Il Decreto Ministeriale n. 279 del 18 maggio 2001 che ha istituito la Rete Nazionale per la prevenzione, la sorveglianza, la diagnosi e la terapia delle malattie rare, ha previsto la creazione di un registro nazionale presso l’Istituto Superiore di Sanità, funzionalmente collegato con i registri interregionali e territoriali (art. 3).
L’accordo Stato-Regioni del 10 maggio 2007 ha sancito la realizzazione di registri per le Malattie Rare in ciascuna regione.
Il Sistema Informativo Malattie Rare Lazio (SiMaRaL), attivo dal 1 aprile 2008, raccoglie informazioni sui soggetti con diagnosi confermata  di malattia rara in carico presso i Centri della rete assistenziale della Regione Lazio.
Obiettivi principali della raccolta dati sono:
  • documentare il numero di utenti in carico ai singoli centri, distinti per singola malattia rara
  • raccogliere informazioni sui percorsi diagnostici terapeutici assistenziali
  • supportare la programmazione regionale.
Per maggiori informazioni sulle malattie rare (esenzioni, centri del Lazio per diagnosi, terapia, assistenza, etc.) è possibile consultare il sito Malattie Rare Lazio.

La Regione Lazio con il DCA U00413 del 15/09/2017, (BURL Ordinario nr. 75 del 19/09/2017) ha recepito il DPCM 12.01.2017 sui nuovi LEA, fornendo prime disposizioni applicative sulle malattie rare ed una prima identificazione degli Istituti riconosciuti per i nuovi codici di esenzione per malattia rara.

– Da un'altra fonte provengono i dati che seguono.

use fnv::FnvHashMap;
use futures::{prelude::*, stream::FusedStream};
use parking_lot::Mutex;
use pin_project_lite::pin_project;
use std::{
    pin::Pin,
    sync::Arc,
    task::{Context, Poll, Waker},
    usize,
};

pub struct Observer<T> {
    id: usize,
    inner: Arc<Mutex<VariableInner<T>>>,
}

impl<T> Observer<T> {
    fn new(inner: Arc<Mutex<VariableInner<T>>>) -> Self {
        let id = inner.lock().new_observer_id();
        Self { id, inner }
    }
}

impl<T: Clone> Stream for Observer<T> {
    type Item = T;

    fn poll_next(self: std::pin::Pin<&mut Self>, cx: &mut Context<'_>) -> std::task::Poll<Option<Self::Item>> {
        let id = self.id;
        let mut inner = self.inner.lock();
        if inner.dropped {
            // if the sender is gone, make sure that the final value is delivered
            // (the .remove() ensures that next time will return None)
            if let Some(receiver) = inner.observers.remove(&id) {
                if !receiver.received {
                    return Poll::Ready(Some(inner.latest.clone()));
                }
            }
            Poll::Ready(None)
        } else if let Some(receiver) = inner.observers.get_mut(&id) {
            if receiver.received {
                receiver.waker = Some(cx.waker().clone());
                // we have already received this value
                Poll::Pending
            } else {
                // got a value, make sure we don't get it again and return it
                receiver.received = true;
                Poll::Ready(Some(inner.latest.clone()))
            }
        } else {
            // this means that the sender was dropped, so end the stream
            Poll::Ready(None)
        }
    }
}

impl<T: Clone> FusedStream for Observer<T> {
    fn is_terminated(&self) -> bool {
        let inner = self.inner.lock();
        inner.dropped && !inner.observers.contains_key(&self.id)
    }
}

/// we are just an arc, so we can be moved around
impl<T> Unpin for Observer<T> {}

impl<T> Clone for Observer<T> {
    fn clone(&self) -> Self {
        Observer::new(self.inner.clone())
    }
}

impl<T> Drop for Observer<T> {
    fn drop(&mut self) {
        self.inner.lock().observers.remove(&self.id);
    }
}

/// A variable that can be observed by an arbitrary number of observer streams
///
/// Observer streams will only get the most recent variable value.
///
/// Having zero observers is often useful, so setting the value will not fail
/// even if there are no observers.
#[derive(Debug, Clone)]
pub struct Variable<T> {
    inner: Arc<Mutex<VariableInner<T>>>,
}

impl<T> Variable<T> {
    pub fn new(value: T) -> Self {
        let inner = Arc::new(Mutex::new(VariableInner::new(value)));
        Self { inner }
    }

    /// One way of creating a new observer. The other is to clone an existing observer.
    pub fn new_observer(&self) -> Observer<T> {
        Observer::new(self.inner.clone())
    }

    /// Number of current observers.
    pub fn observer_count(&self) -> usize {
        self.inner.lock().observers.len()
    }

    /// Send a value and notify all current receivers.
    /// This will not fail even if all receivers are dropped. It will just go into nirvana.
    pub fn set(&self, value: T) {
        self.inner.lock().set(value)
    }

    /// Transform the current value and send an update if the transform is successful and returns a new value
    pub fn transform<E>(&self, f: impl FnOnce(&T) -> std::result::Result<Option<T>, E>) -> std::result::Result<(), E> {
        let mut inner = self.inner.lock();
        if let Some(value) = f(&inner.latest)? {
            inner.set(value);
        }
        Ok(())
    }

    /// Read and project out a value. This can be cheaper than using get_cloned()
    pub fn project<U>(&self, f: impl FnOnce(&T) -> U) -> U {
        f(&self.inner.lock().latest)
    }
}

impl<T: Clone> Variable<T> {
    pub fn get_cloned(&self) -> T {
        self.inner.lock().latest.clone()
    }
}

impl<T: Copy> Variable<T> {
    pub fn get(&self) -> T {
        self.inner.lock().latest
    }
}

impl<T> Drop for Variable<T> {
    fn drop(&mut self) {
        let mut inner = self.inner.lock();
        inner.dropped = true;
    }
}

impl<T> Unpin for Variable<T> {}

impl<T: Default> Default for Variable<T> {
    fn default() -> Self {
        Self::new(T::default())
    }
}

#[derive(Debug)]
struct VariableInner<T> {
    next_id: usize,
    observers: FnvHashMap<usize, ReceiverInner>,
    latest: T,
    dropped: bool,
}

impl<T> VariableInner<T> {
    pub fn new(value: T) -> Self {
        Self {
            next_id: 0,
            observers: Default::default(),
            latest: value,
            dropped: false,
        }
    }

    fn set(&mut self, value: T) {
        // we don't check for dupliates. You can send the same value twice.
        self.latest = value;
        for observer in self.observers.values_mut() {
            // reset received
            observer.received = false;
            if let Some(waker) = observer.waker.take() {
                waker.wake();
            }
        }
    }

    /// Allocate a new receiver and return its id
    fn new_observer_id(&mut self) -> usize {
        let id = self.next_id;
        self.next_id += 1;
        // If the sender is dropped, there is no point in storing a new receiver.
        if !self.dropped {
            self.observers.insert(id, ReceiverInner::new());
        }
        id
    }
}

#[derive(Debug, Default)]
struct ReceiverInner {
    received: bool,
    waker: Option<Waker>,
}

impl ReceiverInner {
    fn new() -> Self {
        Self {
            received: false,
            waker: None,
        }
    }
}

pin_project! {
    #[must_use = "streams do nothing unless polled"]
    pub struct TeeVariable<S, T> {
        #[pin]
        stream: S,
        variable: Variable<T>,
    }
}

impl<S: Stream> TeeVariable<S, S::Item> {
    pub(crate) fn new(stream: S, variable: Variable<S::Item>) -> Self {
        Self { stream, variable }
    }
}

impl<S: Stream> Stream for TeeVariable<S, S::Item>
where
    S::Item: Clone,
{
    type Item = S::Item;

    fn poll_next(self: Pin<&mut Self>, cx: &mut Context<'_>) -> Poll<Option<Self::Item>> {
        let this = self.project();
        match this.stream.poll_next(cx) {
            Poll::Ready(Some(v)) => {
                this.variable.set(v.clone());
                Poll::Ready(Some(v))
            }
            x => x,
        }
    }
}

#[cfg(test)]
mod tests {
    use super::*;
    use tokio::time::Duration;
    use tokio_stream::wrappers::IntervalStream;

    #[tokio::test]
    async fn smoke() -> anyhow::Result<()> {
        let s = Variable::<usize>::new(1);
        let r1 = s.new_observer();
        // set 1
        s.set(1);
        let (v, r1) = r1.into_future().await;
        assert_eq!(v, Some(1));
        // set 2
        let r2 = r1.clone();
        s.set(2);
        // r2 receives 2
        let (v, r2) = r2.into_future().await;
        assert_eq!(v, Some(2));
        // set 3
        s.set(3);
        // r1 does not receive 2, but just 3
        let (v, r1) = r1.into_future().await;
        assert_eq!(v, Some(3));
        drop(r1);
        drop(r2);
        assert_eq!(s.observer_count(), 0);
        drop(s);
        Ok(())
    }

    #[tokio::test]
    async fn pipe() {
        let s = Variable::<u8>::new(0);
        let ticks = IntervalStream::new(tokio::time::interval(Duration::from_millis(10)))
            .take(10)
            .enumerate()
            .skip(1) // 0 is initial value, so start at 1 here
            .map(|x| x.0 as u8);
        tokio::spawn(TeeVariable::new(ticks, s.clone()).for_each(|_| async {}));
        let r = s.new_observer().collect::<Vec<_>>().await;
        assert!(r.len() <= 10, "too many elements in {:?}", r);
        // timing-dependently may lose any element but the last
        assert_eq!(r[r.len() - 1], 9);
    }
}
impl AggregatorState {
    pub fn new() -> Self {
        Self::default()
    }

    #[cfg(test)]
    pub fn consumer_demand(&self) -> u64 {
        self.consumer_demand
    }

    fn resort_priority_order(&mut self) {
        self.priority_order = self.priority_groups.keys().cloned().collect();
        self.priority_order.sort_by(compare_priority_keys);
        self.group_rr_index = 0;
    }

    fn endpoint_for(&self, service: &ServiceKey) -> Option<&SharedEndpointHandle> {
        self.service_locations.get(service).and_then(|opt| opt.as_ref())
    }

    fn enqueue_control(&mut self, msg: PendingControlMessage) {
        if !self.pending_messages.contains(&msg) {
            self.pending_messages.push_back(msg);
        }
    }

    /// Open (or replace) the subscription for `subject`.
    pub fn open_subscription(
        &mut self,
        subject: Subject,
        priority_key: PriorityKey,
        aggregation_interval_ms: u32,
    ) {
        if self.stream_to_bucket.contains_key(&subject) {
            self.close_subscription_inner(&subject, true);
        }
        self.stream_to_bucket
            .insert(subject.clone(), Bucket::new(priority_key.clone(), aggregation_interval_ms));
        let group = self
            .priority_groups
            .entry(priority_key.clone())
            .or_insert_with(|| PriorityBucketGroup::new(priority_key));
        group.add(subject.clone());
        self.resort_priority_order();

        match self.endpoint_for(&subject.service) {
            Some(endpoint) => {
                endpoint.grant_upstream_demand(1);
                endpoint.open_local_stream_for(subject);
            }
            None => self.enqueue_control(PendingControlMessage::ServiceNotAvailable(subject.service)),
        }
    }

    /// Remove `subject`'s bucket. `notify_endpoint` is `false` when the
    /// removal is driven by the endpoint itself (it already knows).
    fn close_subscription_inner(&mut self, subject: &Subject, notify_endpoint: bool) {
        if let Some(bucket) = self.stream_to_bucket.remove(subject) {
            if let Some(group) = self.priority_groups.get_mut(&bucket.priority_key) {
                if group.remove(subject) {
                    self.priority_groups.remove(&bucket.priority_key);
                }
            }
            self.resort_priority_order();
        }
        if notify_endpoint {
            if let Some(endpoint) = self.endpoint_for(&subject.service) {
                endpoint.close_local_stream_for(subject.clone());
            }
        }
    }

    pub fn close_subscription(&mut self, subject: Subject) {
        self.close_subscription_inner(&subject, true);
        self.enqueue_control(PendingControlMessage::SubscriptionClosed(subject));
    }

    /// Consumer-initiated reset: drop cached state so the next applicable
    /// transition is delivered as a fresh snapshot, and ask the producer for
    /// one.
    pub fn reset_subscription(&mut self, subject: Subject) {
        if let Some(bucket) = self.stream_to_bucket.get_mut(&subject) {
            bucket.clear_state();
        }
        if let Some(endpoint) = self.endpoint_for(&subject.service) {
            endpoint.request_reset(subject);
        }
    }

    pub fn grant_consumer_demand(&mut self, n: u64, now: Instant, out: &mut Vec<ConsumerEvent>) {
        self.consumer_demand = self.consumer_demand.saturating_add(n);
        self.dispatch_loop(now, out);
    }

    /// A transition arrived from an endpoint. Grants one upstream demand
    /// token back immediately and attempts an opportunistic single-bucket
    /// publish so zero-aggregation-interval buckets flush without waiting
    /// for the next tick.
    pub fn upstream_transition(
        &mut self,
        subject: Subject,
        transition: streammesh_types::StreamStateTransition,
        now: Instant,
        out: &mut Vec<ConsumerEvent>,
    ) {
        if let Some(endpoint) = self.endpoint_for(&subject.service) {
            endpoint.grant_upstream_demand(1);
        }
        let Some(bucket) = self.stream_to_bucket.get_mut(&subject) else {
            return;
        };
        bucket.on_new_transition(transition);
        self.try_opportunistic_publish(&subject, now, out);
    }

    fn try_opportunistic_publish(&mut self, subject: &Subject, now: Instant, out: &mut Vec<ConsumerEvent>) {
        let can_update = self.consumer_demand > 0;
        let Some(bucket) = self.stream_to_bucket.get_mut(subject) else {
            return;
        };
        match bucket.publish_pending(now, can_update) {
            Some(PublishOutcome::Update(outbound)) => {
                self.consumer_demand -= 1;
                out.push(to_consumer_event(subject.clone(), outbound));
            }
            Some(PublishOutcome::ResetNeeded) => {
                warn!(%subject, "dropping inapplicable transition, requesting reset");
                bucket.clear_state();
                if let Some(endpoint) = self.endpoint_for(&subject.service) {
                    endpoint.request_reset(subject.clone());
                }
            }
            None => {}
        }
    }

    pub fn upstream_subscription_closed(&mut self, subject: Subject) {
        self.close_subscription_inner(&subject, false);
        self.enqueue_control(PendingControlMessage::SubscriptionClosed(subject));
    }

    pub fn upstream_invalid_request(&mut self, subject: Subject) {
        self.enqueue_control(PendingControlMessage::InvalidRequest(subject));
    }

    pub fn service_location_changed(
        &mut self,
        service: ServiceKey,
        endpoint: Option<SharedEndpointHandle>,
    ) {
        if let Some(Some(old)) = self.service_locations.get(&service) {
            old.close_all_local_streams();
        }
        self.service_locations.insert(service.clone(), endpoint.clone());

        let subjects: Vec<Subject> = self
            .stream_to_bucket
            .keys()
            .filter(|s| s.service == service)
            .cloned()
            .collect();

        match endpoint {
            Some(endpoint) => {
                self.pending_messages
                    .retain(|m| !matches!(m, PendingControlMessage::ServiceNotAvailable(s) if *s == service));
                if !subjects.is_empty() {
                    endpoint.grant_upstream_demand(subjects.len() as u32);
                    endpoint.open_local_streams_for_all(subjects);
                }
            }
            None => {
                self.enqueue_control(PendingControlMessage::ServiceNotAvailable(service));
            }
        }
    }

    pub fn tick(&mut self, now: Instant, out: &mut Vec<ConsumerEvent>) {
        self.dispatch_loop(now, out);
    }

    pub fn shutdown(&mut self) {
        let services: Vec<ServiceKey> = self.service_locations.keys().cloned().collect();
        for service in services {
            if let Some(Some(endpoint)) = self.service_locations.remove(&service) {
                endpoint.close_all_local_streams();
            }
        }
        self.stream_to_bucket.clear();
        self.priority_groups.clear();
        self.priority_order.clear();
        self.pending_messages.clear();
    }

    /// Step 1 (control message drain) + repeated rounds of step 2 (one
    /// attempt per priority group, each group round-robining internally)
    /// until demand is exhausted or a full round makes no progress.
    fn dispatch_loop(&mut self, now: Instant, out: &mut Vec<ConsumerEvent>) {
        while self.consumer_demand > 0 {
            let Some(msg) = self.pending_messages.pop_front() else {
                break;
            };
            self.consumer_demand -= 1;
            out.push(msg.into());
        }

        loop {
            if self.priority_order.is_empty() || self.consumer_demand == 0 {
                break;
            }
            let attempts = self.priority_order.len();
            let mut progressed = false;
            for _ in 0..attempts {
                if self.consumer_demand == 0 {
                    break;
                }
                let group_idx = self.group_rr_index % self.priority_order.len();
                self.group_rr_index = (self.group_rr_index + 1) % self.priority_order.len();
                let priority_key = self.priority_order[group_idx].clone();
                let Some(group) = self.priority_groups.get_mut(&priority_key) else {
                    continue;
                };
                let Some(subject) = group.next_subject() else {
                    continue;
                };
                let before = out.len();
                let reset_needed = {
                    let can_update = self.consumer_demand > 0;
                    match self.stream_to_bucket.get_mut(&subject) {
                        Some(bucket) => match bucket.publish_pending(now, can_update) {
                            Some(PublishOutcome::Update(outbound)) => {
                                self.consumer_demand -= 1;
                                out.push(to_consumer_event(subject.clone(), outbound));
                                false
                            }
                            Some(PublishOutcome::ResetNeeded) => {
                                bucket.clear_state();
                                true
                            }
                            None => false,
                        },
                        None => false,
                    }
                };
                if reset_needed {
                    if let Some(endpoint) = self.endpoint_for(&subject.service) {
                        endpoint.request_reset(subject.clone());
                    }
                    progressed = true;
                }
                if out.len() > before {
                    progressed = true;
                }
            }
            if !progressed {
                break;
            }
        }
        debug!(remaining_demand = self.consumer_demand, "dispatch loop settled");
    }

    pub fn handle(&mut self, msg: AggregatorMsg, now: Instant, out: &mut Vec<ConsumerEvent>) {
        match msg {
            AggregatorMsg::OpenSubscription {
                subject,
                priority_key,
                aggregation_interval_ms,
            } => self.open_subscription(subject, priority_key, aggregation_interval_ms),
            AggregatorMsg::CloseSubscription { subject } => self.close_subscription(subject),
            AggregatorMsg::ResetSubscription { subject } => self.reset_subscription(subject),
            AggregatorMsg::ConsumerDemand(n) => self.grant_consumer_demand(n, now, out),
            AggregatorMsg::UpstreamTransition { subject, transition } => {
                self.upstream_transition(subject, transition, now, out)
            }
            AggregatorMsg::UpstreamSubscriptionClosed { subject } => self.upstream_subscription_closed(subject),
            AggregatorMsg::UpstreamInvalidRequest { subject } => self.upstream_invalid_request(subject),
            AggregatorMsg::ServiceLocationChanged { service, endpoint } => {
                self.service_location_changed(service, endpoint)
            }
            AggregatorMsg::Tick => self.tick(now, out),
            AggregatorMsg::Shutdown => self.shutdown(),
        }
    }
}
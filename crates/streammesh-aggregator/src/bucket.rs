use std::time::Duration;
use streammesh_types::{PriorityKey, StreamState, StreamStateTransition};
use tokio::time::Instant;

/// What a successful [`Bucket::publish_pending`] hands back to the caller:
/// either a full snapshot (first delivery, or after a reset) or a delta.
#[derive(Debug, Clone, PartialEq)]
pub enum Outbound {
    Snapshot(StreamState),
    Transition(StreamStateTransition),
}

/// Result of one publish attempt.
#[derive(Debug, Clone, PartialEq)]
pub enum PublishOutcome {
    /// A message should be delivered downstream.
    Update(Outbound),
    /// The pending transition did not apply to the cached state; it was
    /// dropped and a reset should be requested from the producer.
    ResetNeeded,
}

/// Per-subscription coalescing buffer. Holds the last state the consumer is
/// known to have (`state`), and at most one not-yet-delivered transition
/// (`pending`) — later transitions simply replace earlier, undelivered ones.
#[derive(Debug)]
pub struct Bucket {
    pub priority_key: PriorityKey,
    aggregation_interval: Duration,
    state: Option<StreamState>,
    pending: Option<StreamStateTransition>,
    last_published_at: Option<Instant>,
}

impl Bucket {
    pub fn new(priority_key: PriorityKey, aggregation_interval_ms: u32) -> Self {
        Self {
            priority_key,
            aggregation_interval: Duration::from_millis(aggregation_interval_ms as u64),
            state: None,
            pending: None,
            last_published_at: None,
        }
    }

    /// Coalesce a newly arrived transition into the pending slot. Overwrites
    /// any previously buffered, not-yet-delivered transition — only the most
    /// recent one is ever retained, which is what makes this a latest-wins
    /// coalescing buffer rather than a queue.
    pub fn on_new_transition(&mut self, transition: StreamStateTransition) {
        self.pending = Some(transition);
    }

    /// Whether `publish_pending` is willing to fold `pending` into `state`
    /// right now, independent of whether there is anything pending.
    fn aggregation_criteria_met(&self, now: Instant) -> bool {
        if self.aggregation_interval.is_zero() {
            return true;
        }
        match self.last_published_at {
            None => true,
            Some(last) => now.saturating_duration_since(last) > self.aggregation_interval,
        }
    }

    /// Attempt to deliver the pending transition. Returns `None` if there is
    /// nothing to do (no pending transition, demand unavailable, or still
    /// inside the aggregation window). A transition that turns out not to
    /// apply against the cached state is dropped here (not in
    /// `on_new_transition`) and reported as [`PublishOutcome::ResetNeeded`].
    pub fn publish_pending(&mut self, now: Instant, can_update: bool) -> Option<PublishOutcome> {
        if !can_update || self.pending.is_none() {
            return None;
        }
        if !self.aggregation_criteria_met(now) {
            return None;
        }
        let pending = self.pending.take().expect("checked is_some above");
        if !pending.applicable_to(self.state.as_ref()) {
            return Some(PublishOutcome::ResetNeeded);
        }
        let deliver_as_snapshot = self.state.is_none() || pending.is_snapshot();
        let new_state = pending
            .apply(self.state.as_ref())
            .expect("applicable_to just confirmed this transition applies");
        self.state = Some(new_state.clone());
        self.last_published_at = Some(now);
        let outbound = if deliver_as_snapshot {
            Outbound::Snapshot(new_state)
        } else {
            Outbound::Transition(pending)
        };
        Some(PublishOutcome::Update(outbound))
    }

    pub fn has_pending(&self) -> bool {
        self.pending.is_some()
    }

    /// Drop any cached state and pending transition, e.g. after a reset is
    /// requested so the next arriving transition is forced through the
    /// snapshot path.
    pub fn clear_state(&mut self) {
        self.state = None;
        self.pending = None;
    }

    #[cfg(test)]
    pub fn state(&self) -> Option<&StreamState> {
        self.state.as_ref()
    }
}

#[cfg(test)]
mod tests {
    use super::*;

    fn now() -> Instant {
        Instant::now()
    }

    #[test]
    fn zero_interval_delivers_every_transition_when_demand_allows() {
        let mut bucket = Bucket::new(None, 0);
        bucket.on_new_transition(StreamStateTransition::StringSet("v1".into()));
        let out = bucket.publish_pending(now(), true);
        assert_eq!(
            out,
            Some(PublishOutcome::Update(Outbound::Snapshot(StreamState::String("v1".into()))))
        );

        bucket.on_new_transition(StreamStateTransition::StringSet("v2".into()));
        let out = bucket.publish_pending(now(), true);
        assert_eq!(
            out,
            Some(PublishOutcome::Update(Outbound::Transition(StreamStateTransition::StringSet("v2".into()))))
        );
    }

    #[test]
    fn coalesces_to_the_latest_transition_only() {
        let mut bucket = Bucket::new(None, 0);
        bucket.on_new_transition(StreamStateTransition::StringSet("v1".into()));
        bucket.on_new_transition(StreamStateTransition::StringSet("v2".into()));
        bucket.on_new_transition(StreamStateTransition::StringSet("v3".into()));
        let out = bucket.publish_pending(now(), true);
        assert_eq!(
            out,
            Some(PublishOutcome::Update(Outbound::Snapshot(StreamState::String("v3".into()))))
        );
        assert!(!bucket.has_pending());
    }

    #[test]
    fn inapplicable_delta_is_dropped_and_reset_is_requested() {
        let mut bucket = Bucket::new(None, 0);
        bucket.on_new_transition(StreamStateTransition::SetSnapshot {
            version: 3,
            elements: vec![],
            partial_updates: true,
        });
        bucket.publish_pending(now(), true);

        bucket.on_new_transition(StreamStateTransition::SetDelta {
            base_version: 5,
            added: vec![],
            removed: vec![],
        });
        let out = bucket.publish_pending(now(), true);
        assert_eq!(out, Some(PublishOutcome::ResetNeeded));
        assert!(!bucket.has_pending());
    }

    #[test]
    fn no_demand_means_no_publish_attempt() {
        let mut bucket = Bucket::new(None, 0);
        bucket.on_new_transition(StreamStateTransition::StringSet("v1".into()));
        assert_eq!(bucket.publish_pending(now(), false), None);
        assert!(bucket.has_pending());
    }
}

La rete regionale delle malattie rare è costituita da 13 istituti in cui insistono 72 centri di riferimento per le malattie rare (DCA 387/2015 e Determinazione G14554/2015). A questi vanno aggiunti  4 centri spoke di II livello della rete MEC individuati con DCA 57/2010 (Viterbo, Rieti, Latina e Frosinone).
Si precisa che, ai sensi del citato DCA U00413/2017, l’attuale assetto è in corso di aggiornamento (www.regione.lazio.it/malattierare/news-nuoviLEA.php).
Ciascuno dei 13 Istituti ha un referente preposto al coordinamento operativo dei propri centri con la funzione di assicurare il debito informativo verso la Regione Lazio.

Tutti i Centri riconosciuti sono tenuti alla raccolta, all'aggiornamento e all'invio dei dati su di un apposito sistema web-based.

Per l'invio dei dati gli operatori autorizzati muniti di codice utente e password possono accedere all'area riservata di accesso al SiMaRal.